Your instructions —
Please return the records below exactly as they stand.

Study material —

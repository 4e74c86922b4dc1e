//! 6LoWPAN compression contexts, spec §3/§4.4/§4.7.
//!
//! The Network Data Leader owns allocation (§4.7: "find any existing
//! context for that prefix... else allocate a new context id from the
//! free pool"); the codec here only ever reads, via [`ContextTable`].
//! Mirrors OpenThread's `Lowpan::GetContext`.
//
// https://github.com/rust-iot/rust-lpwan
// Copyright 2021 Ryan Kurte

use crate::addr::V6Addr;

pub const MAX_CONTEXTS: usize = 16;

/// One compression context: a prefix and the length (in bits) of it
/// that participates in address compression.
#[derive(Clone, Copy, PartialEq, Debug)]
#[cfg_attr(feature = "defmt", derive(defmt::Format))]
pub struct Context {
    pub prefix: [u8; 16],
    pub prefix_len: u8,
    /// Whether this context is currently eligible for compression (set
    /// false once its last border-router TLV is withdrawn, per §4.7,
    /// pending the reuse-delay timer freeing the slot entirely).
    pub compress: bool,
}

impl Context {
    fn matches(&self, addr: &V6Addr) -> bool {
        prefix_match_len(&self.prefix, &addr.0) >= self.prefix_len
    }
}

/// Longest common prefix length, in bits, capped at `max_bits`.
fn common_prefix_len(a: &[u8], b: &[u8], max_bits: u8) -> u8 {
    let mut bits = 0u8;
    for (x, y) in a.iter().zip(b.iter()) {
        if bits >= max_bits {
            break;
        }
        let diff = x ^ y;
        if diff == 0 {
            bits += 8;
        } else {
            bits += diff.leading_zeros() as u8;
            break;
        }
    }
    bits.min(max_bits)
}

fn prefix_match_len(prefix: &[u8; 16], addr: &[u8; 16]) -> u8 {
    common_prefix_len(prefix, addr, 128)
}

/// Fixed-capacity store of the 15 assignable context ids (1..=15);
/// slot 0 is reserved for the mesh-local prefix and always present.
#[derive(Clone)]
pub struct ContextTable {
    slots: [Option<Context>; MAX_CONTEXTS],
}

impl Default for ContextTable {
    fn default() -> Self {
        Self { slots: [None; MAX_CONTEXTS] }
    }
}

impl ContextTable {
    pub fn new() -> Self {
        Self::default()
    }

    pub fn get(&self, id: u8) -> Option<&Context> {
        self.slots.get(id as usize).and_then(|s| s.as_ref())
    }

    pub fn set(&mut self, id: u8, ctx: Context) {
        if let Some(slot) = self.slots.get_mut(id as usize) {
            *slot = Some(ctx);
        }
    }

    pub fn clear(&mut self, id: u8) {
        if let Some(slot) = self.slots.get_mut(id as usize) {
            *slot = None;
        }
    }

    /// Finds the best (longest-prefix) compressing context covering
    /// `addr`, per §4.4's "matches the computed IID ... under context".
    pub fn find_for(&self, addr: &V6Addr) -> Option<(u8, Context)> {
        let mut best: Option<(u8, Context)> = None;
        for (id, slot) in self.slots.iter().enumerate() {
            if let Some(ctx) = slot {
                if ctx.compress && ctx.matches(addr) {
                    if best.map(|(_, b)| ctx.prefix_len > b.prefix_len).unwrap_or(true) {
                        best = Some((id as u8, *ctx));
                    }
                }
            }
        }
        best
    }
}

Task output —
repository 4e74c86922b4dc1e
//! 6LoWPAN compression contexts, spec §3/§4.4/§4.7.
//!
//! The Network Data Leader owns allocation (§4.7: "find any existing
//! context for that prefix... else allocate a new context id from the
//! free pool"); the codec here only ever reads, via [`ContextTable`].
//! Mirrors OpenThread's `Lowpan::GetContext`.
//
// https://github.com/rust-iot/rust-lpwan
// Copyright 2021 Ryan Kurte

use crate::addr::V6Addr;

pub const MAX_CONTEXTS: usize = 16;

/// One compression context: a prefix and the length (in bits) of it
/// that participates in address compression.
#[derive(Clone, Copy, PartialEq, Debug)]
#[cfg_attr(feature = "defmt", derive(defmt::Format))]
pub struct Context {
    pub prefix: [u8; 16],
    pub prefix_len: u8,
    /// Whether this context is currently eligible for compression (set
    /// false once its last border-router TLV is withdrawn, per §4.7,
    /// pending the reuse-delay timer freeing the slot entirely).
    pub compress: bool,
}

impl Context {
    fn matches(&self, addr: &V6Addr) -> bool {
        prefix_match_len(&self.prefix, &addr.0) >= self.prefix_len
    }
}

/// Longest common prefix length, in bits, capped at `max_bits`.
fn common_prefix_len(a: &[u8], b: &[u8], max_bits: u8) -> u8 {
    let mut bits = 0u8;
    for (x, y) in a.iter().zip(b.iter()) {
        if bits >= max_bits {
            break;
        }
        let diff = x ^ y;
        if diff == 0 {
            bits += 8;
        } else {
            bits += diff.leading_zeros() as u8;
            break;
        }
    }
    bits.min(max_bits)
}

fn prefix_match_len(prefix: &[u8; 16], addr: &[u8; 16]) -> u8 {
    common_prefix_len(prefix, addr, 128)
}

/// Fixed-capacity store of the 15 assignable context ids (1..=15);
/// slot 0 is reserved for the mesh-local prefix and always present.
#[derive(Clone)]
pub struct ContextTable {
    slots: [Option<Context>; MAX_CONTEXTS],
}

impl Default for ContextTable {
    fn default() -> Self {
        Self { slots: [None; MAX_CONTEXTS] }
    }
}

impl ContextTable {
    pub fn new() -> Self {
        Self::default()
    }

    pub fn get(&self, id: u8) -> Option<&Context> {
        self.slots.get(id as usize).and_then(|s| s.as_ref())
    }

    pub fn set(&mut self, id: u8, ctx: Context) {
        if let Some(slot) = self.slots.get_mut(id as usize) {
            *slot = Some(ctx);
        }
    }

    pub fn clear(&mut self, id: u8) {
        if let Some(slot) = self.slots.get_mut(id as usize) {
            *slot = None;
        }
    }

    /// Finds the best (longest-prefix) compressing context covering
    /// `addr`, per §4.4's "matches the computed IID ... under context".
    pub fn find_for(&self, addr: &V6Addr) -> Option<(u8, Context)> {
        let mut best: Option<(u8, Context)> = None;
        for (id, slot) in self.slots.iter().enumerate() {
            if let Some(ctx) = slot {
                if ctx.compress && ctx.matches(addr) {
                    if best.map(|(_, b)| ctx.prefix_len > b.prefix_len).unwrap_or(true) {
                        best = Some((id as u8, *ctx));
                    }
                }
            }
        }
        best
    }
}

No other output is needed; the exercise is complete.